A pragmatic randomised controlled trial in primary care of the Camden Weight Loss (CAMWEL) programme
ABSTRACT To evaluate effectiveness of a structured one-to-one behaviour change programme on weight loss in obese and overweight individuals.
Randomised controlled trial.
23 general practices in Camden, London.
381 adults with body mass index ≥25 kg/m(2) randomly assigned to intervention (n=191) or control (n=190) group.
A structured one-to-one programme, delivered over 14 visits during 12 months by trained advisors in three primary care centres compared with usual care in general practice.
Changes in weight, per cent body fat, waist circumference, blood pressure and heart rate between baseline and 12 months.
217/381 (57.0%) participants were assessed at 12 months: missing values were imputed. The difference in mean weight change between the intervention and control groups was not statistically significant (0.70 kg (0.67 to 2.17, p=0.35)), although a higher proportion of the intervention group (32.7%) than the control group (20.4%) lost 5% or more of their baseline weight (OR: 1.80 (1.02 to 3.18, p=0.04)). The intervention group achieved a lower mean heart rate (mean difference 3.68 beats per minute (0.31 to 7.04, p=0.03)) than the control group.

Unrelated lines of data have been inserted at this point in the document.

//! Price estimation service implementation.
//!
//! The estimate is a weighted arithmetic formula over the property's
//! features with a small random jitter on top. Estimation never fails:
//! unknown cities and property types fall back to baseline rates.

use once_cell::sync::Lazy;
use rand::Rng;
use serde::{Deserialize, Serialize};
use std::collections::HashMap;

use crate::domain::entities::AreaUnit;

/// Base monthly rate per Marla by city, in PKR
static CITY_BASE_RATES: Lazy<HashMap<&'static str, u64>> = Lazy::new(|| {
    HashMap::from([
        ("Lahore", 10_000),
        ("Karachi", 12_000),
        ("Islamabad", 15_000),
        ("Rawalpindi", 9_000),
        ("Faisalabad", 7_000),
        ("Multan", 6_000),
        ("Peshawar", 8_000),
        ("Quetta", 7_500),
    ])
});

/// Rate applied for cities without a dedicated entry
const FALLBACK_CITY_RATE: u64 = 5_000;

/// Per-feature rent contributions, in PKR
const BEDROOM_RATE: f64 = 5_000.0;
const FLOOR_RATE: f64 = 2_000.0;
const KITCHEN_RATE: f64 = 1_000.0;
const LAWN_PREMIUM: f64 = 3_000.0;

/// Furnished properties rent at a premium
const FURNISHED_MULTIPLIER: f64 = 1.2;

/// Jitter band applied to the deterministic amount
const JITTER_LOW: f64 = 0.95;
const JITTER_HIGH: f64 = 1.05;

/// Furnishing state of the property being estimated
#[derive(Debug, Clone, Copy, PartialEq, Eq, Serialize, Deserialize)]
#[serde(rename_all = "lowercase")]
pub enum FurnishingStatus {
    Furnished,
    Unfurnished,
}

impl Default for FurnishingStatus {
    fn default() -> Self {
        FurnishingStatus::Unfurnished
    }
}

/// Property features fed into the estimation formula
#[derive(Debug, Clone, Serialize, Deserialize)]
pub struct EstimateInput {
    pub property_type: String,
    pub area: f64,
    pub area_unit: AreaUnit,
    pub bedrooms: u32,
    pub floors: u32,
    pub kitchens: u32,
    pub has_lawn: bool,
    pub city: String,
    #[serde(default)]
    pub furnishing: FurnishingStatus,
}

/// Result of a price estimation
#[derive(Debug, Clone, Serialize, Deserialize)]
pub struct RentEstimate {
    /// Suggested monthly rent in PKR, rounded to the nearest 1000
    pub suggested_rent: u64,

    /// Lower bound of the advisable range (90% of the suggestion)
    pub range_low: u64,

    /// Upper bound of the advisable range (110% of the suggestion)
    pub range_high: u64,
}

/// Estimates a monthly rent from property features.
///
/// Stateless and infallible; each call draws fresh jitter.
#[derive(Debug, Clone, Default)]
pub struct PriceEstimator;

impl PriceEstimator {
    pub fn new() -> Self {
        Self
    }

    /// Produce a rent estimate with jitter applied.
    pub fn estimate(&self, input: &EstimateInput) -> RentEstimate {
        let jitter = rand::thread_rng().gen_range(JITTER_LOW..JITTER_HIGH);
        let amount = round_to_thousand(self.midpoint(input) * jitter);

        RentEstimate {
            suggested_rent: amount,
            range_low: round_to_thousand(amount as f64 * 0.9),
            range_high: round_to_thousand(amount as f64 * 1.1),
        }
    }

    /// The deterministic amount before jitter and rounding.
    pub fn midpoint(&self, input: &EstimateInput) -> f64 {
        let area_marla = match input.area_unit {
            AreaUnit::Marla => input.area,
            AreaUnit::Kanal => input.area * 20.0,
        };

        let city_rate = CITY_BASE_RATES
            .get(input.city.as_str())
            .copied()
            .unwrap_or(FALLBACK_CITY_RATE);

        let base = city_rate as f64 * area_marla * type_multiplier(&input.property_type);

        let features = input.bedrooms as f64 * BEDROOM_RATE
            + input.floors as f64 * FLOOR_RATE
            + input.kitchens as f64 * KITCHEN_RATE
            + if input.has_lawn { LAWN_PREMIUM } else { 0.0 };

        let furnishing = match input.furnishing {
            FurnishingStatus::Furnished => FURNISHED_MULTIPLIER,
            FurnishingStatus::Unfurnished => 1.0,
        };

        (base + features) * furnishing
    }
}

/// Multiplier for the property type; unknown types rent at baseline
fn type_multiplier(property_type: &str) -> f64 {
    match property_type {
        "House" => 1.0,
        "Apartment" => 0.9,
        "Villa" => 1.4,
        "Portion" => 0.7,
        _ => 1.0,
    }
}

fn round_to_thousand(amount: f64) -> u64 {
    ((amount / 1000.0).round() * 1000.0) as u64
}

#[cfg(test)]
mod tests {
    use super::*;

    fn input() -> EstimateInput {
        EstimateInput {
            property_type: "House".to_string(),
            area: 10.0,
            area_unit: AreaUnit::Marla,
            bedrooms: 3,
            floors: 2,
            kitchens: 1,
            has_lawn: true,
            city: "Lahore".to_string(),
            furnishing: FurnishingStatus::Unfurnished,
        }
    }

    #[test]
    fn test_midpoint_formula() {
        let estimator = PriceEstimator::new();
        // 10 Marla in Lahore: 10_000 * 10 = 100_000 base,
        // + 3*5000 + 2*2000 + 1*1000 + 3000 lawn = 123_000
        assert_eq!(estimator.midpoint(&input()), 123_000.0);
    }

    #[test]
    fn test_kanal_converts_to_marla() {
        let estimator = PriceEstimator::new();
        let mut kanal = input();
        kanal.area = 0.5;
        kanal.area_unit = AreaUnit::Kanal;
        // 0.5 Kanal = 10 Marla, identical to the baseline input
        assert_eq!(estimator.midpoint(&kanal), estimator.midpoint(&input()));
    }

    #[test]
    fn test_furnished_premium() {
        let estimator = PriceEstimator::new();
        let mut furnished = input();
        furnished.furnishing = FurnishingStatus::Furnished;
        assert_eq!(
            estimator.midpoint(&furnished),
            estimator.midpoint(&input()) * 1.2
        );
    }

    #[test]
    fn test_unknown_city_and_type_fall_back() {
        let estimator = PriceEstimator::new();
        let mut other = input();
        other.city = "Sialkot".to_string();
        other.property_type = "Farmhouse".to_string();
        // 5000 * 10 + 23_000 features
        assert_eq!(estimator.midpoint(&other), 73_000.0);
    }

    #[test]
    fn test_villa_multiplier_applies_to_base_only() {
        let estimator = PriceEstimator::new();
        let mut villa = input();
        villa.property_type = "Villa".to_string();
        // 100_000 * 1.4 + 23_000
        assert_eq!(estimator.midpoint(&villa), 163_000.0);
    }

    #[test]
    fn test_estimate_stays_within_jitter_band() {
        let estimator = PriceEstimator::new();
        let midpoint = estimator.midpoint(&input());
        for _ in 0..50 {
            let estimate = estimator.estimate(&input());
            let low = midpoint * 0.95 - 500.0;
            let high = midpoint * 1.05 + 500.0;
            assert!((estimate.suggested_rent as f64) >= low);
            assert!((estimate.suggested_rent as f64) <= high);
            assert_eq!(estimate.suggested_rent % 1000, 0);
        }
    }

    #[test]
    fn test_estimate_range_brackets_suggestion() {
        let estimator = PriceEstimator::new();
        let estimate = estimator.estimate(&input());
        assert!(estimate.range_low <= estimate.suggested_rent);
        assert!(estimate.range_high >= estimate.suggested_rent);
    }
}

Participants in the intervention group reported higher satisfaction and more positive experiences of their care compared with the control group.
Although there is no significant difference in mean weight loss between the intervention and control groups, trained non-specialist advisors can deliver a structured programme and achieve clinically beneficial weight loss in some patients in primary care. The intervention group also reported a higher level of satisfaction with the support received. Primary care interventions are unlikely to be sufficient to tackle the obesity epidemic and effective population-wide measures are also necessary.
Trial registrationClincaltrials.gov NCT00891943.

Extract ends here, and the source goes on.